“如果我沒有動作,瓦剌或許會對陳國公下手,我不能拿陳國公的性命冒險。”
依舊是那句話。
無論唐臻說什么,昌泰帝的態度有多痛苦愧疚,他最先考慮的事,永遠是陳國公的安危。
唐臻神色如常的點頭,“我與父皇共同去北地。”
“如果父皇因為救陳國公自刎,我就寫下傳位詔書,立刻去追父皇,還請父皇走得慢些,等等我。”
“臻兒”
昌泰帝竭力偽裝的平靜徹底破碎,語氣滿含震驚、痛苦,“你何必”
黑暗中傳來聲輕笑,“父皇愛國如家,我也愿意愛江山社稷。我死在北地,先栽贓給三省總督,再傳位給陳國公,算是替父皇為萬里江山選出最好的托付之人,以全身為太子與江山社稷的緣分。”

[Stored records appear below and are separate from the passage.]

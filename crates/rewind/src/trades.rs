//! Trade overlay: entry, stop-loss and take-profit lines with drag editing.
//!
//! Trades belong to the host. The overlay only proposes edits through
//! [`TradeEvent`]s and never mutates a trade itself.

use crate::events::{EventBus, TradeEvent};
use crate::pane::ChartPane;

#[derive(Debug, Clone, Copy, PartialEq, Eq, Hash, PartialOrd, Ord)]
pub struct TradeId(pub u64);

#[derive(Debug, Clone, Copy, PartialEq, Eq)]
pub enum TradeStatus {
    Pending,
    Open,
    Closed,
}

#[derive(Debug, Clone, Copy, PartialEq, Eq)]
pub enum OrderType {
    Market,
    Limit,
    Stop,
    StopLimit,
}

impl OrderType {
    pub fn label(&self) -> &'static str {
        match self {
            OrderType::Market => "MARKET",
            OrderType::Limit => "LIMIT",
            OrderType::Stop => "STOP",
            OrderType::StopLimit => "STOP LIMIT",
        }
    }
}

/// A trade or pending order. A stop-loss or take-profit of `0.0` is unset.
#[derive(Debug, Clone, PartialEq)]
pub struct Trade {
    pub id: TradeId,
    pub status: TradeStatus,
    pub order_type: OrderType,
    pub entry_price: f64,
    pub stop_loss: f64,
    pub take_profit: f64,
}

impl Trade {
    pub fn has_stop_loss(&self) -> bool {
        self.stop_loss != 0.0
    }

    pub fn has_take_profit(&self) -> bool {
        self.take_profit != 0.0
    }

    pub fn is_active(&self) -> bool {
        matches!(self.status, TradeStatus::Open | TradeStatus::Pending)
    }
}

/// Draggable line of a trade.
#[derive(Debug, Clone, Copy, PartialEq, Eq, Hash)]
pub enum TradeHandle {
    StopLoss,
    TakeProfit,
    Entry,
}

#[derive(Debug, Clone, Copy, PartialEq, Eq)]
pub enum TradeLineKind {
    Entry,
    StopLoss,
    TakeProfit,
    /// Button that starts dragging out a new stop-loss.
    AddStopLoss,
    /// Button that starts dragging out a new take-profit.
    AddTakeProfit,
}

impl TradeLineKind {
    /// The handle a drag on this line grabs.
    pub fn handle(&self) -> TradeHandle {
        match self {
            TradeLineKind::Entry => TradeHandle::Entry,
            TradeLineKind::StopLoss | TradeLineKind::AddStopLoss => TradeHandle::StopLoss,
            TradeLineKind::TakeProfit | TradeLineKind::AddTakeProfit => TradeHandle::TakeProfit,
        }
    }

    pub fn is_affordance(&self) -> bool {
        matches!(self, TradeLineKind::AddStopLoss | TradeLineKind::AddTakeProfit)
    }

    pub fn label(&self) -> &'static str {
        match self {
            TradeLineKind::Entry => "ENTRY",
            TradeLineKind::StopLoss => "SL",
            TradeLineKind::TakeProfit => "TP",
            TradeLineKind::AddStopLoss => "+SL",
            TradeLineKind::AddTakeProfit => "+TP",
        }
    }
}

/// A horizontal line (or add button) to render for a trade.
#[derive(Debug, Clone, PartialEq)]
pub struct TradeLine {
    pub trade_id: TradeId,
    pub kind: TradeLineKind,
    pub price: f64,
    pub dragging: bool,
}

#[derive(Debug, Clone, Copy)]
struct TradeDrag {
    trade_id: TradeId,
    handle: TradeHandle,
    price: Option<f64>,
}

/// Drag controller for trade lines.
#[derive(Debug, Default)]
pub struct TradeOverlay {
    drag: Option<TradeDrag>,
}

impl TradeOverlay {
    pub fn new() -> Self {
        Self::default()
    }

    pub fn is_dragging(&self) -> bool {
        self.drag.is_some()
    }

    /// Lines for every open or pending trade.
    ///
    /// The entry line is drawn for pending orders only. A stop-loss or
    /// take-profit line appears when the level is set or being dragged;
    /// otherwise an add button sits at the entry price.
    pub fn lines(&self, trades: &[Trade]) -> Vec<TradeLine> {
        let mut lines = Vec::new();
        for trade in trades.iter().filter(|t| t.is_active()) {
            let dragged = |handle: TradeHandle| {
                self.drag
                    .filter(|d| d.trade_id == trade.id && d.handle == handle)
                    .and_then(|d| d.price)
            };

            if trade.status == TradeStatus::Pending {
                let price = dragged(TradeHandle::Entry);
                lines.push(TradeLine {
                    trade_id: trade.id,
                    kind: TradeLineKind::Entry,
                    price: price.unwrap_or(trade.entry_price),
                    dragging: price.is_some(),
                });
            }

            for (handle, level, line, add) in [
                (TradeHandle::StopLoss, trade.stop_loss, TradeLineKind::StopLoss, TradeLineKind::AddStopLoss),
                (TradeHandle::TakeProfit, trade.take_profit, TradeLineKind::TakeProfit, TradeLineKind::AddTakeProfit),
            ] {
                let (kind, price, dragging) = match dragged(handle) {
                    Some(price) => (line, price, true),
                    None if level != 0.0 => (line, level, false),
                    None => (add, trade.entry_price, false),
                };
                lines.push(TradeLine {
                    trade_id: trade.id,
                    kind,
                    price,
                    dragging,
                });
            }
        }
        lines
    }

    /// The line nearest to pixel row `y` within `tolerance`.
    pub fn line_at<P: ChartPane + ?Sized>(
        &self,
        trades: &[Trade],
        pane: &P,
        y: f64,
        tolerance: f64,
    ) -> Option<TradeLine> {
        self.lines(trades)
            .into_iter()
            .filter_map(|line| {
                let dist = (pane.price_to_coordinate(line.price)? - y).abs();
                (dist <= tolerance).then_some((line, dist))
            })
            .min_by(|a, b| a.1.total_cmp(&b.1))
            .map(|(line, _)| line)
    }

    /// Grab `handle` of `trade`. Entries of filled trades cannot move.
    pub fn start_drag(&mut self, trade: &Trade, handle: TradeHandle) -> bool {
        let allowed = match handle {
            TradeHandle::Entry => trade.status == TradeStatus::Pending,
            TradeHandle::StopLoss | TradeHandle::TakeProfit => trade.is_active(),
        };
        if !allowed {
            return false;
        }
        self.drag = Some(TradeDrag {
            trade_id: trade.id,
            handle,
            price: None,
        });
        true
    }

    /// Move the grabbed line to `price` and publish a preview.
    pub fn drag_to(&mut self, price: f64, bus: &mut EventBus) -> bool {
        let Some(drag) = self.drag.as_mut() else {
            return false;
        };
        drag.price = Some(price);
        bus.emit(TradeEvent::DragPreview {
            trade_id: drag.trade_id,
            handle: drag.handle,
            price,
        });
        true
    }

    /// Commit the drag. The side that was not dragged keeps its current value.
    pub fn release(&mut self, trades: &[Trade], bus: &mut EventBus) -> bool {
        let Some(drag) = self.drag.take() else {
            return false;
        };
        let Some(price) = drag.price else {
            return false;
        };
        let Some(trade) = trades.iter().find(|t| t.id == drag.trade_id) else {
            log::debug!("Trade {:?} vanished during drag", drag.trade_id);
            return false;
        };

        match drag.handle {
            TradeHandle::Entry => bus.emit(TradeEvent::ModifyOrderEntry {
                trade_id: trade.id,
                price,
            }),
            TradeHandle::StopLoss => bus.emit(TradeEvent::ModifyTrade {
                trade_id: trade.id,
                stop_loss: price,
                take_profit: trade.take_profit,
            }),
            TradeHandle::TakeProfit => bus.emit(TradeEvent::ModifyTrade {
                trade_id: trade.id,
                stop_loss: trade.stop_loss,
                take_profit: price,
            }),
        }
        true
    }

    pub fn cancel(&mut self) {
        self.drag = None;
    }
}

#[cfg(test)]
mod tests {
    use super::*;
    use crate::events::ChartEvent;
    use crate::viewport::LinearPane;

    fn open_trade() -> Trade {
        Trade {
            id: TradeId(1),
            status: TradeStatus::Open,
            order_type: OrderType::Market,
            entry_price: 1.1000,
            stop_loss: 1.0950,
            take_profit: 0.0,
        }
    }

    fn pending_order() -> Trade {
        Trade {
            id: TradeId(2),
            status: TradeStatus::Pending,
            order_type: OrderType::Limit,
            entry_price: 1.0900,
            stop_loss: 0.0,
            take_profit: 0.0,
        }
    }

    #[test]
    fn test_lines_for_open_and_pending() {
        let overlay = TradeOverlay::new();
        let mut closed = open_trade();
        closed.id = TradeId(3);
        closed.status = TradeStatus::Closed;

        let lines = overlay.lines(&[open_trade(), pending_order(), closed]);
        let kinds: Vec<(TradeId, TradeLineKind)> = lines.iter().map(|l| (l.trade_id, l.kind)).collect();
        assert_eq!(
            kinds,
            vec![
                (TradeId(1), TradeLineKind::StopLoss),
                (TradeId(1), TradeLineKind::AddTakeProfit),
                (TradeId(2), TradeLineKind::Entry),
                (TradeId(2), TradeLineKind::AddStopLoss),
                (TradeId(2), TradeLineKind::AddTakeProfit),
            ]
        );
    }

    #[test]
    fn test_drag_tp_preserves_sl() {
        let trades = vec![open_trade()];
        let mut overlay = TradeOverlay::new();
        let mut bus = EventBus::new();

        assert!(overlay.start_drag(&trades[0], TradeHandle::TakeProfit));
        overlay.drag_to(1.1080, &mut bus);
        // While dragging, the add button turns into a real line.
        assert!(overlay
            .lines(&trades)
            .iter()
            .any(|l| l.kind == TradeLineKind::TakeProfit && l.dragging && l.price == 1.1080));

        overlay.drag_to(1.1100, &mut bus);
        assert!(overlay.release(&trades, &mut bus));
        assert!(!overlay.is_dragging());

        let events = bus.take();
        assert_eq!(events.len(), 3);
        assert_eq!(
            events[2],
            ChartEvent::Trade(TradeEvent::ModifyTrade {
                trade_id: TradeId(1),
                stop_loss: 1.0950,
                take_profit: 1.1100,
            })
        );
    }

    #[test]
    fn test_entry_drag_only_for_pending() {
        let mut overlay = TradeOverlay::new();
        let mut bus = EventBus::new();
        assert!(!overlay.start_drag(&open_trade(), TradeHandle::Entry));

        let trades = vec![pending_order()];
        assert!(overlay.start_drag(&trades[0], TradeHandle::Entry));
        overlay.drag_to(1.0875, &mut bus);
        overlay.release(&trades, &mut bus);
        assert_eq!(
            bus.take().last(),
            Some(&ChartEvent::Trade(TradeEvent::ModifyOrderEntry {
                trade_id: TradeId(2),
                price: 1.0875,
            }))
        );
    }

    #[test]
    fn test_release_without_move_or_trade() {
        let trades = vec![open_trade()];
        let mut overlay = TradeOverlay::new();
        let mut bus = EventBus::new();

        overlay.start_drag(&trades[0], TradeHandle::StopLoss);
        assert!(!overlay.release(&trades, &mut bus));

        overlay.start_drag(&trades[0], TradeHandle::StopLoss);
        overlay.drag_to(1.0940, &mut bus);
        assert!(!overlay.release(&[], &mut bus));
        assert_eq!(bus.len(), 1);
        assert!(!overlay.is_dragging());
    }

    #[test]
    fn test_line_at() {
        let trades = vec![open_trade()];
        let overlay = TradeOverlay::new();
        let pane = LinearPane::new(800.0, 1000.0).with_prices(1.09, 1.11);
        // SL at 1.0950 sits at y = 750.
        let line = overlay.line_at(&trades, &pane, 748.0, 5.0).unwrap();
        assert_eq!(line.kind, TradeLineKind::StopLoss);
        assert!(overlay.line_at(&trades, &pane, 100.0, 5.0).is_none());
    }
}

“還有更好的辦法。”唐臻勾起嘴角,“北疆軍應該也不想背負逼死皇帝的罪名,我可以替父皇去換陳國公。反正父皇的子嗣只有我,再無他人,瓦剌若是真心想要用陳國公換父皇的命,應該不會計較這點偏差。”
昌泰帝愣住,切實的感受到與冥頑不靈,但是有自己的思路,不會輕易被說服的人交流,有多痛苦。
就連始終不曾出聲,想讓昌泰帝或太子說服對方,免得留下芥蒂的程守忠,此時也莫名生出危機感,在本能的驅使下開口勸說。奈何他嘴笨的厲害,既能理解昌泰帝的不容易,也能共情太子的心酸。
勸說的話在嘴邊轉了幾圈,干巴巴的說出來卻變成,“殿下怎么會有這樣離譜的想法。”
唐臻臉上的笑意燦爛至極。
離譜
他手上猛地用力,厲聲道,“這就拿我的頭去,免得陳國公”
程守忠再次展現身為武將的實力,精準的撲倒唐臻,奪走匕首,遠遠的丟開。昌泰帝四肢發軟,腦海中唯有空白,全憑本能爬到唐臻的身邊,聲音止不住的發抖,“臻、臻兒”
唐臻沉默的看著昌泰帝在他脖頸處摸到滿手的血,眼淚猶如大雨傾盆而下,面無表情的臉上再次揚起笑意,喃喃道,“血腥味好濃。”
如果不是對自己下手的分寸有自信,他甚至覺得,這么濃的血腥味,肯定見不到明天的太陽。
昌泰帝聞言,手指猛地用力,不偏不倚的按在唐臻頸間的傷口處,險些因此昏厥過去。
好在還有程守忠在,他雖然也慌亂至極,但是還沒徹底失去理智,程守忠及時抓住昌泰帝的手,提醒道,“只是皮肉傷,別碰。”
昌泰帝匆匆點頭,緊緊抓住唐臻的手,連叱罵都舍不得,“你怎么唉。”
唐臻安靜的打量昌泰帝,聲音雖然虛弱卻極為堅定,“你如果離開京都,我立刻替你去換陳國公。”